The following will teach you how to debug both MAMBO and an application running under MAMBO, using gdb. This is a useful skill to have if you wish to contribute to the development of MAMBO, or are developing complex plugins.
You will need gdb installed on the system.
- Run MAMBO with gdb
gdb ./dbm
. Note that this launches gdb with the MAMBO binary. - Run the application under MAMBO after running gdb:
run binary-to-run
. For example, to run ls:run /bin/ls
.
Tip
Arguments for the application can be passed directly to gdb
using the --args
flag, e.g. gdb --args ./dbm /bin/ls
.
To inspect MAMBO internals such as the scanner or dispatcher, simply set a breakpoint at the required line. For example, to break when scanning a new aarch64 basic block: break arch/aarch64/scanner_a64.c:scan_a64
. Now run the application as before.
You will now see gdb break within the scanner.
To step through the scanner line by line, type: layout src
. This will switch to a view displaying the source code. Step through using n
.
You can find the start address of a basic block by stepping through the scanner as described above.
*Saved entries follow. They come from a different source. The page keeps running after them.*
//! Health check handler.

use axum::Json;

use crate::dto::response::HealthResponse;

/// GET /health
pub async fn health() -> Json<HealthResponse> {
    Json(HealthResponse {
        status: "ok".to_string(),
        version: env!("CARGO_PKG_VERSION").to_string(),
    })
}
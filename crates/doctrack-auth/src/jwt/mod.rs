//! JWT token encoding, decoding, and claims management.

pub mod claims;
pub mod decoder;
pub mod encoder;

pub use claims::{PayloadClaims, SignedQuery};
pub use decoder::JwtDecoder;
pub use encoder::JwtEncoder;
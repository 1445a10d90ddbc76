//! Query parameters of the HTTP endpoints.

use serde::Deserialize;

use doctrack_entity::document::DocumentRef;

/// `POST /track?filename=&useraddress=`
#[derive(Debug, Clone, Deserialize)]
pub struct TrackQuery {
    /// Document file name.
    pub filename: String,
    /// Owner's address.
    pub useraddress: String,
}

impl TrackQuery {
    /// The addressed document.
    pub fn document(&self) -> DocumentRef {
        DocumentRef::new(&self.filename, self.useraddress.clone())
    }
}

/// `GET /download?fileName=&useraddress=[&forcesave=true]`
#[derive(Debug, Clone, Deserialize)]
pub struct DownloadQuery {
    /// Document file name.
    #[serde(rename = "fileName")]
    pub file_name: String,
    /// Owner's address.
    pub useraddress: String,
    /// Prefer the forcesave artifact when one exists.
    #[serde(default)]
    pub forcesave: bool,
}

impl DownloadQuery {
    /// The addressed document.
    pub fn document(&self) -> DocumentRef {
        DocumentRef::new(&self.file_name, self.useraddress.clone())
    }
}

/// `GET /history?fileName=&useraddress=&ver=&file=`
#[derive(Debug, Clone, Deserialize)]
pub struct HistoryFileQuery {
    /// Document file name.
    #[serde(rename = "fileName")]
    pub file_name: String,
    /// Owner's address.
    pub useraddress: String,
    /// Version ordinal.
    pub ver: u32,
    /// Artifact name inside the version.
    pub file: String,
}

impl HistoryFileQuery {
    /// The addressed document.
    pub fn document(&self) -> DocumentRef {
        DocumentRef::new(&self.file_name, self.useraddress.clone())
    }
}

/// `GET /history/versions?fileName=&useraddress=`
#[derive(Debug, Clone, Deserialize)]
pub struct VersionsQuery {
    /// Document file name.
    #[serde(rename = "fileName")]
    pub file_name: String,
    /// Owner's address.
    pub useraddress: String,
}

impl VersionsQuery {
    /// The addressed document.
    pub fn document(&self) -> DocumentRef {
        DocumentRef::new(&self.file_name, self.useraddress.clone())
    }
}
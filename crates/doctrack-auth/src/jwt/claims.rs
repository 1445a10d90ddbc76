//! Claims shapes exchanged with the document service.

use chrono::{DateTime, Utc};
use serde::{Deserialize, Serialize};

/// Claims carried in header tokens: the request body sits under `payload`.
#[derive(Debug, Clone, Serialize, Deserialize)]
pub struct PayloadClaims<T> {
    /// The signed request body.
    pub payload: T,
    /// Issued-at timestamp (seconds since epoch).
    #[serde(default, skip_serializing_if = "Option::is_none")]
    pub iat: Option<i64>,
    /// Expiration timestamp (seconds since epoch).
    #[serde(default, skip_serializing_if = "Option::is_none")]
    pub exp: Option<i64>,
    /// Query parameters of the signed request, when the signer included them.
    #[serde(default, skip_serializing_if = "Option::is_none")]
    pub query: Option<SignedQuery>,
}

/// Document address signed along with a header token. Each value, when
/// present, overrides the unsigned request query.
#[derive(Debug, Clone, Default, PartialEq, Eq, Serialize, Deserialize)]
pub struct SignedQuery {
    /// Owner's address.
    #[serde(default, skip_serializing_if = "Option::is_none")]
    pub useraddress: Option<String>,
    /// Document file name.
    #[serde(default, skip_serializing_if = "Option::is_none")]
    pub filename: Option<String>,
}

impl<T> PayloadClaims<T> {
    /// Wraps a body without timestamps; the encoder stamps them.
    pub fn new(payload: T) -> Self {
        Self {
            payload,
            iat: None,
            exp: None,
            query: None,
        }
    }

    /// Returns the expiration as a `DateTime<Utc>`, if any.
    pub fn expires_at(&self) -> Option<DateTime<Utc>> {
        self.exp.and_then(|exp| DateTime::from_timestamp(exp, 0))
    }
}
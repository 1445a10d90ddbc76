//! Integration tests for downloads, history, and health endpoints.

mod helpers;

use axum::body::Body;
use axum::http::StatusCode;
use serde_json::json;

use doctrack_entity::document::DocumentRef;

use helpers::TestApp;

async fn save(app: &TestApp, name: &str, content: &str, key: &str) {
    let url = app.docs.publish(name, content);
    let response = app
        .track(
            "u1",
            "report.docx",
            json!({
                "status": 2,
                "url": url,
                "filetype": "docx",
                "key": key,
                "changeshistory": "{\"changes\":[{\"user\":{\"id\":\"uid-1\"}}]}"
            }),
            None,
        )
        .await;
    assert_eq!(response.body, json!({ "error": 0 }));
}

#[tokio::test]
async fn test_health() {
    let app = TestApp::new().await;

    let response = app.request("GET", "/health", None, None).await;

    assert_eq!(response.status, StatusCode::OK);
    assert_eq!(response.body["status"], "ok");
    assert!(response.body["version"].is_string());
}

#[tokio::test]
async fn test_download_canonical_file() {
    let app = TestApp::new().await;
    app.seed("u1", "report.docx", "hello").await;

    let raw = app
        .send(
            "GET",
            "/download?fileName=report.docx&useraddress=u1",
            Body::empty(),
            None,
        )
        .await;

    assert_eq!(raw.status, StatusCode::OK);
    assert_eq!(raw.text(), "hello");
    assert_eq!(
        raw.content_type.as_deref(),
        Some("application/vnd.openxmlformats-officedocument.wordprocessingml.document")
    );
}

#[tokio::test]
async fn test_download_missing_file_is_not_found() {
    let app = TestApp::new().await;

    let response = app
        .request(
            "GET",
            "/download?fileName=nothing.docx&useraddress=u1",
            None,
            None,
        )
        .await;

    assert_eq!(response.status, StatusCode::NOT_FOUND);
    assert_eq!(response.body["code"], "NOT_FOUND");
}

#[tokio::test]
async fn test_download_prefers_forcesave_artifact() {
    let app = TestApp::new().await;
    app.seed("u1", "report.docx", "canonical").await;
    let path = "/download?fileName=report.docx&useraddress=u1&forcesave=true";

    let before = app.send("GET", path, Body::empty(), None).await;
    assert_eq!(before.text(), "canonical");

    let url = app.docs.publish("fs", "forcesaved");
    let response = app
        .track(
            "u1",
            "report.docx",
            json!({ "status": 6, "url": url, "filetype": "docx", "forcesavetype": 1, "key": "k" }),
            None,
        )
        .await;
    assert_eq!(response.body, json!({ "error": 0 }));

    let after = app.send("GET", path, Body::empty(), None).await;
    assert_eq!(after.text(), "forcesaved");

    let plain = app
        .send(
            "GET",
            "/download?fileName=report.docx&useraddress=u1",
            Body::empty(),
            None,
        )
        .await;
    assert_eq!(plain.text(), "canonical");
}

#[tokio::test]
async fn test_save_discards_forcesave_artifact() {
    let app = TestApp::new().await;
    app.seed("u1", "report.docx", "v0").await;

    let url = app.docs.publish("fs", "forcesaved");
    app.track(
        "u1",
        "report.docx",
        json!({ "status": 6, "url": url, "filetype": "docx", "forcesavetype": 2, "key": "k" }),
        None,
    )
    .await;
    save(&app, "v1", "v1", "k").await;

    let doc = DocumentRef::new("report.docx", "u1");
    assert!(
        !tokio::fs::try_exists(app.layout().forcesave_path(&doc))
            .await
            .unwrap()
    );
}

#[tokio::test]
async fn test_list_versions() {
    let app = TestApp::new().await;
    app.seed("u1", "report.docx", "v0").await;
    save(&app, "v1", "v1", "k1").await;
    save(&app, "v2", "v2", "k2").await;

    let response = app
        .request(
            "GET",
            "/history/versions?fileName=report.docx&useraddress=u1",
            None,
            None,
        )
        .await;

    assert_eq!(response.status, StatusCode::OK);
    assert_eq!(response.body["fileName"], "report.docx");
    assert_eq!(response.body["currentVersion"], 3);
    assert!(!response.body["key"].as_str().unwrap().is_empty());

    let versions = response.body["versions"].as_array().unwrap();
    assert_eq!(versions.len(), 2);
    assert_eq!(versions[0]["version"], 1);
    assert_eq!(versions[0]["key"], "k1");
    assert_eq!(versions[1]["key"], "k2");
    assert_eq!(versions[1]["prevFile"], "prev.docx");
    assert_eq!(
        versions[0]["changes"]["changes"][0]["user"]["id"],
        "uid-1"
    );
}

#[tokio::test]
async fn test_list_versions_of_missing_document() {
    let app = TestApp::new().await;

    let response = app
        .request(
            "GET",
            "/history/versions?fileName=nothing.docx&useraddress=u1",
            None,
            None,
        )
        .await;

    assert_eq!(response.status, StatusCode::NOT_FOUND);
}

#[tokio::test]
async fn test_history_artifact() {
    let app = TestApp::new().await;
    app.seed("u1", "report.docx", "v0").await;
    save(&app, "v1", "v1", "k1").await;
    save(&app, "v2", "v2", "k2").await;

    let prev = app
        .send(
            "GET",
            "/history?fileName=report.docx&useraddress=u1&ver=2&file=prev.docx",
            Body::empty(),
            None,
        )
        .await;
    assert_eq!(prev.status, StatusCode::OK);
    assert_eq!(prev.text(), "v1");

    let key = app
        .send(
            "GET",
            "/history?fileName=report.docx&useraddress=u1&ver=1&file=key.txt",
            Body::empty(),
            None,
        )
        .await;
    assert_eq!(key.text(), "k1");
}

#[tokio::test]
async fn test_history_rejects_foreign_names() {
    let app = TestApp::new().await;
    app.seed("u1", "report.docx", "v0").await;
    save(&app, "v1", "v1", "k1").await;

    let response = app
        .request(
            "GET",
            "/history?fileName=report.docx&useraddress=u1&ver=1&file=..%2F..%2Freport.docx",
            None,
            None,
        )
        .await;
    assert_eq!(response.status, StatusCode::BAD_REQUEST);

    let zero = app
        .request(
            "GET",
            "/history?fileName=report.docx&useraddress=u1&ver=0&file=prev.docx",
            None,
            None,
        )
        .await;
    assert_eq!(zero.status, StatusCode::BAD_REQUEST);
}

#[tokio::test]
async fn test_download_requires_token_when_signing_enabled() {
    let app = TestApp::with_signing().await;
    app.seed("u1", "report.docx", "secret content").await;
    let path = "/download?fileName=report.docx&useraddress=u1";

    let anonymous = app.request("GET", path, None, None).await;
    assert_eq!(anonymous.status, StatusCode::UNAUTHORIZED);

    let token = app.sign_payload(&json!({ "fileName": "report.docx" }));
    let signed = app.send("GET", path, Body::empty(), Some(&token)).await;
    assert_eq!(signed.status, StatusCode::OK);
    assert_eq!(signed.text(), "secret content");
}
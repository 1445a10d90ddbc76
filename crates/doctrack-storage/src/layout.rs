//! Storage path resolution.
//!
//! ```text
//! <root>/<user>/<file>                        canonical file
//! <root>/<user>/<file>-hist/<ver>/prev.<ext>  previous content
//! <root>/<user>/<file>-hist/<ver>/diff.zip
//! <root>/<user>/<file>-hist/<ver>/changes.json
//! <root>/<user>/<file>-hist/<ver>/key.txt
//! <root>/<user>/<file>-hist/createdInfo.json  document metadata
//! <root>/<user>/forcesave/<file>              forcesave artifact
//! ```

use std::path::{Path, PathBuf};

use doctrack_entity::document::{DocumentRef, VersionId};

/// Suffix appended to a file name to form its history directory.
pub const HISTORY_SUFFIX: &str = "-hist";
/// Directory holding forcesave artifacts inside a user's area.
pub const FORCESAVE_DIR: &str = "forcesave";
/// Diff archive inside a version directory.
pub const DIFF_FILE: &str = "diff.zip";
/// Change log inside a version directory.
pub const CHANGES_FILE: &str = "changes.json";
/// Document key inside a version directory.
pub const KEY_FILE: &str = "key.txt";
/// Metadata file inside a history directory.
pub const META_FILE: &str = "createdInfo.json";

/// Stateless mapping from documents to filesystem paths.
#[derive(Debug, Clone)]
pub struct StorageLayout {
    /// Root directory holding one directory per user address.
    root: PathBuf,
}

impl StorageLayout {
    /// Creates a layout rooted at `root`.
    pub fn new(root: impl Into<PathBuf>) -> Self {
        Self { root: root.into() }
    }

    /// The storage root.
    pub fn root(&self) -> &Path {
        &self.root
    }

    /// A user's storage area.
    pub fn user_dir(&self, user_address: &str) -> PathBuf {
        self.root.join(sanitize_user_address(user_address))
    }

    /// The canonical file of a document.
    pub fn storage_path(&self, doc: &DocumentRef) -> PathBuf {
        self.user_dir(&doc.user_address).join(&doc.file_name)
    }

    /// The directory holding a document's versions.
    pub fn history_dir(&self, doc: &DocumentRef) -> PathBuf {
        self.user_dir(&doc.user_address)
            .join(format!("{}{}", doc.file_name, HISTORY_SUFFIX))
    }

    /// The directory of one version.
    pub fn version_dir(&self, doc: &DocumentRef, version: VersionId) -> PathBuf {
        self.history_dir(doc).join(version.to_string())
    }

    /// Previous content stored in a version, named after `ext`.
    pub fn prev_path(&self, doc: &DocumentRef, version: VersionId, ext: &str) -> PathBuf {
        self.version_dir(doc, version).join(prev_file_name(ext))
    }

    /// Diff archive of a version.
    pub fn diff_path(&self, doc: &DocumentRef, version: VersionId) -> PathBuf {
        self.version_dir(doc, version).join(DIFF_FILE)
    }

    /// Change log of a version.
    pub fn changes_path(&self, doc: &DocumentRef, version: VersionId) -> PathBuf {
        self.version_dir(doc, version).join(CHANGES_FILE)
    }

    /// Document key of a version.
    pub fn key_path(&self, doc: &DocumentRef, version: VersionId) -> PathBuf {
        self.version_dir(doc, version).join(KEY_FILE)
    }

    /// Ownership metadata of a document.
    pub fn meta_path(&self, doc: &DocumentRef) -> PathBuf {
        self.history_dir(doc).join(META_FILE)
    }

    /// The forcesave artifact of a document.
    pub fn forcesave_path(&self, doc: &DocumentRef) -> PathBuf {
        self.user_dir(&doc.user_address)
            .join(FORCESAVE_DIR)
            .join(&doc.file_name)
    }
}

/// `prev.<ext>`, or `prev` for names without an extension.
pub fn prev_file_name(ext: &str) -> String {
    let ext = ext.trim_start_matches('.');
    if ext.is_empty() {
        "prev".to_string()
    } else {
        format!("prev.{ext}")
    }
}

/// Parses a version directory name. Anything that is not a positive
/// integer is not a version.
pub fn parse_version_dir(name: &str) -> Option<VersionId> {
    if name.is_empty() || !name.bytes().all(|b| b.is_ascii_digit()) {
        return None;
    }
    name.parse::<u32>()
        .ok()
        .filter(|v| *v > 0)
        .map(VersionId)
}

/// Maps a user address onto a single safe directory name.
fn sanitize_user_address(user_address: &str) -> String {
    let cleaned: String = user_address
        .chars()
        .map(|c| if c.is_ascii_alphanumeric() { c } else { '_' })
        .collect();
    if cleaned.is_empty() {
        "_".to_string()
    } else {
        cleaned
    }
}
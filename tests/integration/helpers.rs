//! Shared test helpers for integration tests.

#![allow(dead_code)]

use std::collections::HashMap;
use std::path::PathBuf;
use std::sync::atomic::{AtomicBool, AtomicUsize, Ordering};
use std::sync::{Arc, Mutex};

use axum::Router;
use axum::body::{Body, Bytes};
use axum::extract::{Path, State};
use axum::http::{Request, StatusCode};
use axum::routing::{get, post};
use axum::Json;
use serde_json::{Value, json};
use tempfile::TempDir;
use tower::ServiceExt;

use doctrack_auth::JwtEncoder;
use doctrack_core::config::AppConfig;
use doctrack_entity::document::DocumentRef;
use doctrack_storage::StorageLayout;

/// Shared secret used when signing is enabled.
pub const SECRET: &str = "integration-test-secret";

/// Recorded traffic and canned content of the fake document service.
#[derive(Debug, Default)]
struct FakeState {
    base_url: String,
    files: Mutex<HashMap<String, Bytes>>,
    conversions: Mutex<Vec<Value>>,
    commands: Mutex<Vec<Value>>,
    downloads: AtomicUsize,
    fail_conversions: AtomicBool,
}

/// An in-process stand-in for the document editing service, serving
/// content, conversion, and command endpoints on an ephemeral port.
#[derive(Debug, Clone)]
pub struct FakeDocService {
    state: Arc<FakeState>,
}

impl FakeDocService {
    /// Binds the fake service and starts serving in the background.
    pub async fn start() -> Self {
        let listener = tokio::net::TcpListener::bind("127.0.0.1:0")
            .await
            .expect("Failed to bind fake document service");
        let addr = listener.local_addr().expect("No local address");

        let state = Arc::new(FakeState {
            base_url: format!("http://{addr}/"),
            ..Default::default()
        });

        let router = Router::new()
            .route("/files/{name}", get(serve_file))
            .route("/ConvertService.ashx", post(convert))
            .route("/coauthoring/CommandService.ashx", post(command))
            .with_state(Arc::clone(&state));

        tokio::spawn(async move {
            let _ = axum::serve(listener, router).await;
        });

        Self { state }
    }

    /// Base URL with a trailing slash.
    pub fn base_url(&self) -> &str {
        &self.state.base_url
    }

    /// Publishes `content` and returns the URL it is served from.
    pub fn publish(&self, name: &str, content: &str) -> String {
        self.state
            .files
            .lock()
            .unwrap()
            .insert(name.to_string(), Bytes::from(content.to_string()));
        self.file_url(name)
    }

    /// URL of a published (or missing) file.
    pub fn file_url(&self, name: &str) -> String {
        format!("{}files/{name}", self.state.base_url)
    }

    /// Makes every conversion answer with a service error.
    pub fn fail_conversions(&self) {
        self.state.fail_conversions.store(true, Ordering::SeqCst);
    }

    pub fn conversions(&self) -> Vec<Value> {
        self.state.conversions.lock().unwrap().clone()
    }

    pub fn commands(&self) -> Vec<Value> {
        self.state.commands.lock().unwrap().clone()
    }

    pub fn downloads(&self) -> usize {
        self.state.downloads.load(Ordering::SeqCst)
    }
}

async fn serve_file(
    State(state): State<Arc<FakeState>>,
    Path(name): Path<String>,
) -> Result<Bytes, StatusCode> {
    state.downloads.fetch_add(1, Ordering::SeqCst);
    state
        .files
        .lock()
        .unwrap()
        .get(&name)
        .cloned()
        .ok_or(StatusCode::NOT_FOUND)
}

async fn convert(State(state): State<Arc<FakeState>>, Json(body): Json<Value>) -> Json<Value> {
    state.conversions.lock().unwrap().push(body.clone());
    if state.fail_conversions.load(Ordering::SeqCst) {
        return Json(json!({ "error": -3 }));
    }

    let output = body["outputtype"].as_str().unwrap_or("bin").to_string();
    let name = format!("converted.{output}");
    state
        .files
        .lock()
        .unwrap()
        .insert(name.clone(), Bytes::from(format!("converted to {output}")));

    Json(json!({
        "endConvert": true,
        "percent": 100,
        "fileUrl": format!("{}files/{name}", state.base_url),
        "fileType": output,
    }))
}

async fn command(State(state): State<Arc<FakeState>>, Json(body): Json<Value>) -> Json<Value> {
    state.commands.lock().unwrap().push(body.clone());
    Json(json!({ "error": 0, "key": body["key"] }))
}

/// Test application context
pub struct TestApp {
    /// The Axum router for making test requests
    pub router: Router,
    /// Application config
    pub config: AppConfig,
    /// The fake document service the app talks to
    pub docs: FakeDocService,
    root: TempDir,
}

impl TestApp {
    /// Create a new test application with signing disabled
    pub async fn new() -> Self {
        Self::build(false).await
    }

    /// Create a new test application that requires signed requests
    pub async fn with_signing() -> Self {
        Self::build(true).await
    }

    async fn build(signing: bool) -> Self {
        let root = tempfile::tempdir().expect("Failed to create storage root");
        let docs = FakeDocService::start().await;

        let mut config = AppConfig::default();
        config.storage.root = root.path().to_string_lossy().into_owned();
        config.docservice.url = docs.base_url().to_string();
        config.signature.enabled = signing;
        config.signature.secret = SECRET.to_string();

        let state = doctrack_api::build_state(config.clone())
            .await
            .expect("Failed to build application state");
        let router = doctrack_api::build_app(state);

        Self {
            router,
            config,
            docs,
            root,
        }
    }

    pub fn layout(&self) -> StorageLayout {
        StorageLayout::new(self.root.path())
    }

    /// Path of the canonical file of `file_name` owned by `user`.
    pub fn document_path(&self, user: &str, file_name: &str) -> PathBuf {
        self.layout().storage_path(&DocumentRef::new(file_name, user))
    }

    /// Writes a canonical file as if it had been uploaded.
    pub async fn seed(&self, user: &str, file_name: &str, content: &str) {
        let path = self.document_path(user, file_name);
        tokio::fs::create_dir_all(path.parent().expect("no parent"))
            .await
            .expect("Failed to create user dir");
        tokio::fs::write(&path, content)
            .await
            .expect("Failed to seed document");
    }

    /// Reads a file under the storage root, `None` if it does not exist.
    pub async fn read(&self, path: PathBuf) -> Option<String> {
        tokio::fs::read_to_string(path).await.ok()
    }

    /// Signs `claims` with the configured secret.
    pub fn sign(&self, claims: &Value) -> String {
        JwtEncoder::new(&self.config.signature)
            .sign(claims)
            .expect("Failed to sign claims")
    }

    /// Signs `body` wrapped under `payload`, as sent in headers.
    pub fn sign_payload(&self, body: &Value) -> String {
        JwtEncoder::new(&self.config.signature)
            .sign_payload(body)
            .expect("Failed to sign payload")
    }

    /// POSTs a callback for `file_name` owned by `user`.
    pub async fn track(
        &self,
        user: &str,
        file_name: &str,
        body: Value,
        token: Option<&str>,
    ) -> TestResponse {
        let path = format!("/track?filename={file_name}&useraddress={user}");
        self.request("POST", &path, Some(body), token).await
    }

    /// Make an HTTP request to the test app
    pub async fn request(
        &self,
        method: &str,
        path: &str,
        body: Option<Value>,
        token: Option<&str>,
    ) -> TestResponse {
        let body_str = body
            .map(|b| serde_json::to_string(&b).expect("Failed to serialize body"))
            .unwrap_or_default();
        let raw = self.send(method, path, Body::from(body_str), token).await;
        TestResponse {
            status: raw.status,
            body: serde_json::from_slice(&raw.bytes).unwrap_or(Value::Null),
        }
    }

    /// Make an HTTP request and keep the raw response body
    pub async fn send(
        &self,
        method: &str,
        path: &str,
        body: Body,
        token: Option<&str>,
    ) -> RawResponse {
        let mut req = Request::builder()
            .method(method)
            .uri(path)
            .header("Content-Type", "application/json");

        if let Some(token) = token {
            req = req.header("Authorization", format!("Bearer {}", token));
        }

        let req = req.body(body).expect("Failed to build request");

        let response = self
            .router
            .clone()
            .oneshot(req)
            .await
            .expect("Failed to send request");

        let status = response.status();
        let content_type = response
            .headers()
            .get("content-type")
            .and_then(|v| v.to_str().ok())
            .map(str::to_string);
        let bytes = axum::body::to_bytes(response.into_body(), 10 * 1024 * 1024)
            .await
            .expect("Failed to read body");

        RawResponse {
            status,
            content_type,
            bytes,
        }
    }
}

/// Response from a test request
#[derive(Debug)]
pub struct TestResponse {
    /// HTTP status code
    pub status: StatusCode,
    /// Response body as JSON
    pub body: Value,
}

/// Undecoded response from a test request
#[derive(Debug)]
pub struct RawResponse {
    pub status: StatusCode,
    pub content_type: Option<String>,
    pub bytes: Bytes,
}

impl RawResponse {
    pub fn text(&self) -> String {
        String::from_utf8_lossy(&self.bytes).into_owned()
    }
}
Typing print start_address
will print the starting address of the current basic block. Similarly, print basic_block
will print the number of the current basic block being scanned.
To inspect a basic block as it is constructed (or any other time), type disassemble <start-address>, <start-address>+<offset>
. This will print out the instructions at this range of memory.
Alternatively, you can follow execution out of the scanner and back into the code cache by stepping through instructions until you reach the code cache. Note, that there is no source code available to display here, because this code is not internal to MAMBO, rather it is generated by scanning basic blocks from the loaded binary. Type layout asm
to switch to an assembler view of memory and step through the code cache using ni
to step instruction by instruction.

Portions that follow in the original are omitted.